__Supplied material__
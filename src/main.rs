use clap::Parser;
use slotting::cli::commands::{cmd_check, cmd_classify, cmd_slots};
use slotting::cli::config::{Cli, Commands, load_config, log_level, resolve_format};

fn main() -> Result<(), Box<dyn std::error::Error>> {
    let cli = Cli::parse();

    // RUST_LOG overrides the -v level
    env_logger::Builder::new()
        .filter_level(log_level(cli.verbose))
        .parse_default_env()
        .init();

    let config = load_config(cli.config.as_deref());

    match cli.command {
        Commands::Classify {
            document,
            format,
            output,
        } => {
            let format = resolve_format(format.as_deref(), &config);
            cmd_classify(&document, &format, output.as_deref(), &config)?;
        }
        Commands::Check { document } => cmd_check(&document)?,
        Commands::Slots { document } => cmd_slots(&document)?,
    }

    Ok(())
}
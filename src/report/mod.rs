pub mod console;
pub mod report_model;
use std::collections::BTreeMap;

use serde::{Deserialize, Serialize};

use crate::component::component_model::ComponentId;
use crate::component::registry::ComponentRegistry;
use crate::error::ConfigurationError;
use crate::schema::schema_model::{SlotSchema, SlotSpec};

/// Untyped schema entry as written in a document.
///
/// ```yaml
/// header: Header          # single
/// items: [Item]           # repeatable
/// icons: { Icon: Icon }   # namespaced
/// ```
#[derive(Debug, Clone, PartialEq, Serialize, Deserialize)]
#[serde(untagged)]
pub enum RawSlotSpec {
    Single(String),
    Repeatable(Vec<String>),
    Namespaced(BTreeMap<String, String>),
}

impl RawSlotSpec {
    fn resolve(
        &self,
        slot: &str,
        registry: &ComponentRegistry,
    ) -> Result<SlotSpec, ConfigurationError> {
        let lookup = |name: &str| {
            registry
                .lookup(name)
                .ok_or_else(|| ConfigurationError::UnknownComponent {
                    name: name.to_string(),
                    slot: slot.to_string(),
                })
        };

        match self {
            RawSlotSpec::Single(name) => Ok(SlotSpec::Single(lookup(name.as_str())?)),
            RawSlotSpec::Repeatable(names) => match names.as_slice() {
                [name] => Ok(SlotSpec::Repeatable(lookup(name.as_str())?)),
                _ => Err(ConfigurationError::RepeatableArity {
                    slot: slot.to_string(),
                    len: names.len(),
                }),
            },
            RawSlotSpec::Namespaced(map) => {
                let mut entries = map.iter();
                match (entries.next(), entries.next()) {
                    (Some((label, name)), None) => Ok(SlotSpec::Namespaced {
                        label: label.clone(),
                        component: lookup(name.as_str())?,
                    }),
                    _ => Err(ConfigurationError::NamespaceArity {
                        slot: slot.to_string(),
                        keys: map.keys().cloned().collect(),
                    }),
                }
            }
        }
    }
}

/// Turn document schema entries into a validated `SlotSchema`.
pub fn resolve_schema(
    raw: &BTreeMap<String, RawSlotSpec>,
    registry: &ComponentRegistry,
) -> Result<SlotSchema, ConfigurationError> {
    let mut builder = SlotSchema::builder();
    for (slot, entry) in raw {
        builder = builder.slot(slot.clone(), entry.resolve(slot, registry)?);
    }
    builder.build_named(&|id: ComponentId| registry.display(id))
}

--

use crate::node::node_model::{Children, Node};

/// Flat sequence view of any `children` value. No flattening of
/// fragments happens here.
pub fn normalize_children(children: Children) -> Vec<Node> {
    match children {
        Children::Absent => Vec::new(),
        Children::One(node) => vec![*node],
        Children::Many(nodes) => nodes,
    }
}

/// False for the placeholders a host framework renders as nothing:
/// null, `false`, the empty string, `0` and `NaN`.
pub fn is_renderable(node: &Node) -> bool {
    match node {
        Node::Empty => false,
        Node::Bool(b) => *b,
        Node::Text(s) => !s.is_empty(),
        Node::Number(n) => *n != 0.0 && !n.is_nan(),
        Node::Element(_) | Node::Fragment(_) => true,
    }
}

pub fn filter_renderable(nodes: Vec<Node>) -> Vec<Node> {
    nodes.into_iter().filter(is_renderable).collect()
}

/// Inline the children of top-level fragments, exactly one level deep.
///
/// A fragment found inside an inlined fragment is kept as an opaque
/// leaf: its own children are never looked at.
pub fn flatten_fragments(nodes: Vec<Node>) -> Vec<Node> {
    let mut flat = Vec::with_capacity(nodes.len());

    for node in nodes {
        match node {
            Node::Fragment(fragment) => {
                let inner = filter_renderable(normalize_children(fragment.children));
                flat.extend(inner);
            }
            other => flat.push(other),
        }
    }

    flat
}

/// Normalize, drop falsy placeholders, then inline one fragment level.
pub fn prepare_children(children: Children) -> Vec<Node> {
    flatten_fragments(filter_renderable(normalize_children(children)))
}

__Assigned task__
Among the records, find every line holding the word "serde" and copy it.

__Written answer__
use serde::{Deserialize, Serialize};
#[serde(untagged)]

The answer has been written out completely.